WORK TASK: Nothing but the lines below between the line holding "#[cfg(test)]" and the line holding "mailer.succeed();", inclusive, should appear in the answer, each set down exactly.

(THE INPUT begins)

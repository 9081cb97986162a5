//! [`MemoryMailer`] — a test double that records every message.

use std::sync::{Arc, Mutex};

use carelink_core::notify::{DispatchError, Mailer, Message};

/// A [`Mailer`] that appends to an in-memory log instead of sending.
///
/// Clones share the log. `fail_with` switches the mailer into a failing
/// mode so tests can exercise dispatch-failure paths.
#[derive(Clone, Default)]
pub struct MemoryMailer {
  inner: Arc<Mutex<Inner>>,
}

#[derive(Default)]
struct Inner {
  sent:    Vec<Message>,
  failure: Option<String>,
}

impl MemoryMailer {
  pub fn new() -> Self {
    Self::default()
  }

  /// Everything sent so far, in order.
  pub fn sent(&self) -> Vec<Message> {
    self.inner.lock().expect("mailer lock").sent.clone()
  }

  /// Make every subsequent send fail with `reason`.
  pub fn fail_with(&self, reason: &str) {
    self.inner.lock().expect("mailer lock").failure = Some(reason.to_owned());
  }

  /// Return to successful sending.
  pub fn succeed(&self) {
    self.inner.lock().expect("mailer lock").failure = None;
  }
}

impl Mailer for MemoryMailer {
  async fn send(&self, message: &Message) -> Result<(), DispatchError> {
    let mut inner = self.inner.lock().expect("mailer lock");
    if let Some(reason) = &inner.failure {
      return Err(DispatchError::Transport(reason.clone()));
    }
    inner.sent.push(message.clone());
    Ok(())
  }
}

#[cfg(test)]
mod tests {
  use super::*;

  fn message(subject: &str) -> Message {
    Message {
      to:      "x@example.com".into(),
      from:    "y@example.com".into(),
      subject: subject.into(),
      text:    "body".into(),
    }
  }

  #[tokio::test]
  async fn records_sends_in_order() {
    let mailer = MemoryMailer::new();
    mailer.send(&message("first")).await.unwrap();
    mailer.send(&message("second")).await.unwrap();

    let sent = mailer.sent();
    assert_eq!(sent.len(), 2);
    assert_eq!(sent[0].subject, "first");
    assert_eq!(sent[1].subject, "second");
  }

  #[tokio::test]
  async fn failure_mode_switches_on_and_off() {
    let mailer = MemoryMailer::new();
    mailer.fail_with("relay down");

    let err = mailer.send(&message("lost")).await.unwrap_err();
    assert!(matches!(err, DispatchError::Transport(ref r) if r == "relay down"));
    assert!(mailer.sent().is_empty());

    mailer.succeed();
    mailer.send(&message("delivered")).await.unwrap();
    assert_eq!(mailer.sent().len(), 1);
  }
}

(THE INPUT ends)

WRITTEN RESPONSE:
#[cfg(test)]
mod tests {
  use super::*;

  fn message(subject: &str) -> Message {
    Message {
      to:      "x@example.com".into(),
      from:    "y@example.com".into(),
      subject: subject.into(),
      text:    "body".into(),
    }
  }

  #[tokio::test]
  async fn records_sends_in_order() {
    let mailer = MemoryMailer::new();
    mailer.send(&message("first")).await.unwrap();
    mailer.send(&message("second")).await.unwrap();

    let sent = mailer.sent();
    assert_eq!(sent.len(), 2);
    assert_eq!(sent[0].subject, "first");
    assert_eq!(sent[1].subject, "second");
  }

  #[tokio::test]
  async fn failure_mode_switches_on_and_off() {
    let mailer = MemoryMailer::new();
    mailer.fail_with("relay down");

    let err = mailer.send(&message("lost")).await.unwrap_err();
    assert!(matches!(err, DispatchError::Transport(ref r) if r == "relay down"));
    assert!(mailer.sent().is_empty());

    mailer.succeed();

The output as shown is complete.